I also catch the audio version of the Lehrer Report on public radio from time to time. The plugs for Archer Daniels Midland seem to get longer by the month. They began as one-sentence (though a very long one) underwriter credits. Now they are full-blown ads in all but name. The worst probably is Teletubbies, a TV show aimed at toddlers who are one year old. In reality it’s an entry-level drug, developed in partnership with McDonalds and Burger-King. ( “New Teletubbies Program Opens Vast Merchandising, Marketing Channels”, a trade publication enthused when the show was launched.)

I have a two year old son, and the thought of media big shots sitting around in fancy offices thinking up ways to hook him on television and junk food, does not put me into a good mood. The worst part is, these are our airwaves — yours and mine and everyone’s. Our airwaves are being used to subvert our kids. Then comes PBS, which is supposed to be an enclave on the junked-up spectrum, a place where people can communicate honestly with other people without huckstering and hype.

Yet now our own enclave on our own spectrum has decided to target our kids on behalf of corporate junk-food sponsors?

I know, I know. Ken Burns and all. A friend just told me about a show on simple living that really is about simple living. It takes manure to enable the vegetables to grow. But there’s a point at which the manure starts to get the upper hand. Bargain with the devil and the devil usually persists until he has it all. I wonder whether public television as presently conceived is just a lost cause. Maybe the millions that go to “public” television should go instead to public radio, which is less corrupted and where a dollar goes a great deal further.

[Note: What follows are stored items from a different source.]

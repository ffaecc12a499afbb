use parking_lot::Mutex;
use std::path::{Path, PathBuf};
use std::sync::atomic::{AtomicBool, Ordering};

/// A song record owned by the caller's library layer.
///
/// The download core borrows this and writes exactly two fields — the local
/// path and the downloaded flag — at the single moment a song download
/// completes successfully. Persisting the change is the caller's job.
/// Callers that also mutate the record concurrently should snapshot it
/// instead of racing the completion write.
pub struct Track {
    pub id: String,
    pub title: String,
    pub artist: String,
    pub album: Option<String>,
    pub stream_url: String,
    local_path: Mutex<Option<PathBuf>>,
    downloaded: AtomicBool,
}

impl Track {
    pub fn new(
        id: impl Into<String>,
        title: impl Into<String>,
        artist: impl Into<String>,
        album: Option<String>,
        stream_url: impl Into<String>,
    ) -> Self {
        Self {
            id: id.into(),
            title: title.into(),
            artist: artist.into(),
            album,
            stream_url: stream_url.into(),
            local_path: Mutex::new(None),
            downloaded: AtomicBool::new(false),
        }
    }

    pub fn local_path(&self) -> Option<PathBuf> {
        self.local_path.lock().clone()
    }

    pub fn is_downloaded(&self) -> bool {
        self.downloaded.load(Ordering::Acquire)
    }

    pub(crate) fn mark_downloaded(&self, path: &Path) {
        *self.local_path.lock() = Some(path.to_path_buf());
        self.downloaded.store(true, Ordering::Release);
    }
}
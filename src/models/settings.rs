use serde::{Deserialize, Serialize};
use std::path::PathBuf;
use std::time::Duration;

#[derive(Debug, Clone, Serialize, Deserialize)]
pub struct CoreSettings {
    pub schema_version: u32,
    pub download: DownloadSettings,
    pub streaming: StreamingSettings,
}

#[derive(Debug, Clone, Serialize, Deserialize)]
pub struct DownloadSettings {
    pub music_dir: PathBuf,
    pub max_concurrent: usize,
    pub max_retries: u32,
    pub retry_delay_ms: u64,
    pub connect_timeout_secs: u64,
    /// Abort a transfer when no bytes arrive for this long.
    pub chunk_timeout_secs: u64,
    pub write_buffer_bytes: usize,
    pub progress_interval_ms: u64,
    /// Audio files smaller than this are rejected as error pages.
    pub min_audio_bytes: u64,
}

#[derive(Debug, Clone, Serialize, Deserialize)]
pub struct StreamingSettings {
    pub idle_max_age_secs: u64,
    /// Buffered bytes before a stream is reported playable.
    pub playable_watermark_bytes: u64,
}

impl Default for CoreSettings {
    fn default() -> Self {
        Self {
            schema_version: 1,
            download: DownloadSettings::default(),
            streaming: StreamingSettings::default(),
        }
    }
}

impl Default for DownloadSettings {
    fn default() -> Self {
        Self {
            music_dir: dirs::audio_dir()
                .unwrap_or_else(|| PathBuf::from("."))
                .join("Crescendo"),
            max_concurrent: 3,
            max_retries: 3,
            retry_delay_ms: 1000,
            connect_timeout_secs: 15,
            chunk_timeout_secs: 45,
            write_buffer_bytes: 256 * 1024,
            progress_interval_ms: 150,
            min_audio_bytes: 32 * 1024,
        }
    }
}

impl Default for StreamingSettings {
    fn default() -> Self {
        Self {
            idle_max_age_secs: 300,
            playable_watermark_bytes: 400 * 1024,
        }
    }
}

impl DownloadSettings {
    pub fn chunk_timeout(&self) -> Duration {
        Duration::from_secs(self.chunk_timeout_secs)
    }

    pub fn retry_delay(&self) -> Duration {
        Duration::from_millis(self.retry_delay_ms)
    }
}
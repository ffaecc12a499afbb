use anyhow::{anyhow, bail, Result};
use std::path::Path;
use tokio::io::AsyncReadExt;

pub const AUDIO_EXTENSIONS: &[&str] = &["mp3", "flac", "m4a", "aac", "ogg", "wav"];

/// Sniffs the audio container from leading magic bytes.
pub fn detect_audio_format(bytes: &[u8]) -> Option<&'static str> {
    if bytes.len() < 12 {
        return None;
    }
    if bytes.starts_with(b"ID3") {
        return Some("mp3");
    }
    // MPEG frame sync: eleven set bits
    if bytes[0] == 0xFF && (bytes[1] & 0xE0) == 0xE0 {
        return Some("mp3");
    }
    if bytes.starts_with(b"fLaC") {
        return Some("flac");
    }
    if bytes.starts_with(b"OggS") {
        return Some("ogg");
    }
    if bytes.starts_with(b"RIFF") && &bytes[8..12] == b"WAVE" {
        return Some("wav");
    }
    if &bytes[4..8] == b"ftyp" {
        return Some("m4a");
    }
    None
}

pub fn is_audio_destination(path: &Path) -> bool {
    path.extension()
        .and_then(|e| e.to_str())
        .map(|e| AUDIO_EXTENSIONS.contains(&e.to_ascii_lowercase().as_str()))
        .unwrap_or(false)
}

/// Accepts or rejects a fully transferred file before it is moved into
/// place. Audio destinations must clear a size floor and carry a known
/// container signature; anything else passes on a non-empty size alone.
pub async fn validate_download(path: &Path, min_audio_bytes: u64) -> Result<()> {
    let meta = tokio::fs::metadata(path)
        .await
        .map_err(|e| anyhow!("downloaded file missing at {}: {}", path.display(), e))?;

    if meta.len() == 0 {
        bail!("downloaded file is empty");
    }

    if !is_audio_destination(path) {
        return Ok(());
    }

    if meta.len() < min_audio_bytes {
        bail!(
            "audio file is {} bytes, below the {} byte floor — likely an error page",
            meta.len(),
            min_audio_bytes
        );
    }

    let mut header = [0u8; 16];
    let mut file = tokio::fs::File::open(path).await?;
    let n = file.read(&mut header).await?;
    match detect_audio_format(&header[..n]) {
        Some(format) => {
            tracing::debug!("validated {} as {}", path.display(), format);
            Ok(())
        }
        None => bail!("file does not start with a known audio container signature"),
    }
}

#[cfg(test)]
mod tests {
    use super::*;
    use std::path::PathBuf;

    fn scratch(name: &str) -> PathBuf {
        let nanos = std::time::SystemTime::now()
            .duration_since(std::time::UNIX_EPOCH)
            .unwrap()
            .as_nanos();
        std::env::temp_dir().join(format!("crescendo-validate-{}-{}", nanos, name))
    }

    fn mp3_bytes(len: usize) -> Vec<u8> {
        let mut v = vec![0u8; len];
        v[..3].copy_from_slice(b"ID3");
        v
    }

    #[test]
    fn detects_id3_and_frame_sync() {
        assert_eq!(detect_audio_format(&mp3_bytes(16)), Some("mp3"));
        let mut sync = vec![0u8; 16];
        sync[0] = 0xFF;
        sync[1] = 0xFB;
        assert_eq!(detect_audio_format(&sync), Some("mp3"));
    }

    #[test]
    fn detects_flac_ogg_wav_m4a() {
        let mut flac = vec![0u8; 16];
        flac[..4].copy_from_slice(b"fLaC");
        assert_eq!(detect_audio_format(&flac), Some("flac"));

        let mut ogg = vec![0u8; 16];
        ogg[..4].copy_from_slice(b"OggS");
        assert_eq!(detect_audio_format(&ogg), Some("ogg"));

        let mut wav = vec![0u8; 16];
        wav[..4].copy_from_slice(b"RIFF");
        wav[8..12].copy_from_slice(b"WAVE");
        assert_eq!(detect_audio_format(&wav), Some("wav"));

        let mut m4a = vec![0u8; 16];
        m4a[4..8].copy_from_slice(b"ftyp");
        assert_eq!(detect_audio_format(&m4a), Some("m4a"));
    }

    #[test]
    fn rejects_html_and_short_input() {
        assert_eq!(detect_audio_format(b"<!DOCTYPE html><ht"), None);
        assert_eq!(detect_audio_format(b"ID3"), None);
    }

    #[test]
    fn audio_destination_by_extension() {
        assert!(is_audio_destination(Path::new("/x/song.mp3")));
        assert!(is_audio_destination(Path::new("/x/song.FLAC")));
        assert!(!is_audio_destination(Path::new("/x/cover.jpg")));
        assert!(!is_audio_destination(Path::new("/x/noext")));
    }

    #[tokio::test]
    async fn missing_file_fails() {
        let err = validate_download(&scratch("missing.mp3"), 10).await;
        assert!(err.is_err());
    }

    #[tokio::test]
    async fn empty_file_fails() {
        let path = scratch("empty.bin");
        tokio::fs::write(&path, b"").await.unwrap();
        assert!(validate_download(&path, 10).await.is_err());
        let _ = tokio::fs::remove_file(&path).await;
    }

    #[tokio::test]
    async fn small_audio_file_fails_floor() {
        let path = scratch("small.mp3");
        tokio::fs::write(&path, mp3_bytes(20)).await.unwrap();
        let err = validate_download(&path, 1024).await.unwrap_err();
        assert!(err.to_string().contains("floor"));
        let _ = tokio::fs::remove_file(&path).await;
    }

    #[tokio::test]
    async fn html_saved_as_mp3_fails_signature() {
        let path = scratch("page.mp3");
        let mut body = b"<!DOCTYPE html>".to_vec();
        body.resize(4096, b' ');
        tokio::fs::write(&path, body).await.unwrap();
        assert!(validate_download(&path, 1024).await.is_err());
        let _ = tokio::fs::remove_file(&path).await;
    }

    #[tokio::test]
    async fn valid_mp3_passes() {
        let path = scratch("good.mp3");
        tokio::fs::write(&path, mp3_bytes(4096)).await.unwrap();
        assert!(validate_download(&path, 1024).await.is_ok());
        let _ = tokio::fs::remove_file(&path).await;
    }

    #[tokio::test]
    async fn non_audio_extension_passes_on_size_alone() {
        let path = scratch("lyrics.txt");
        tokio::fs::write(&path, b"la la la").await.unwrap();
        assert!(validate_download(&path, 1024).await.is_ok());
        let _ = tokio::fs::remove_file(&path).await;
    }
}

Keep PBS or junk it, we need a new way to pay for our own enclaves on our spectrum. It seems to me that the media giants that now use our airwaves for free ought to pay some rent. A study done at the New America Foundation (http://www.newamerica.net/index.cfm?pg=article&DocID=844) a few years ago found that just a 5% fee on the ad revenues of commercial broadcasters would yield well over $2 billion a year. Those proceeds could go, in whole or part, to support public broadcasting. Then these stations wouldn’t have to go begging to corporations that want to get their hooks into our kids.

If Fox can charge advertisers for space on the spectrum it controls, why shouldn’t we charge Fox for the use of the spectrum we own in the first place? Real simple, if you ask me.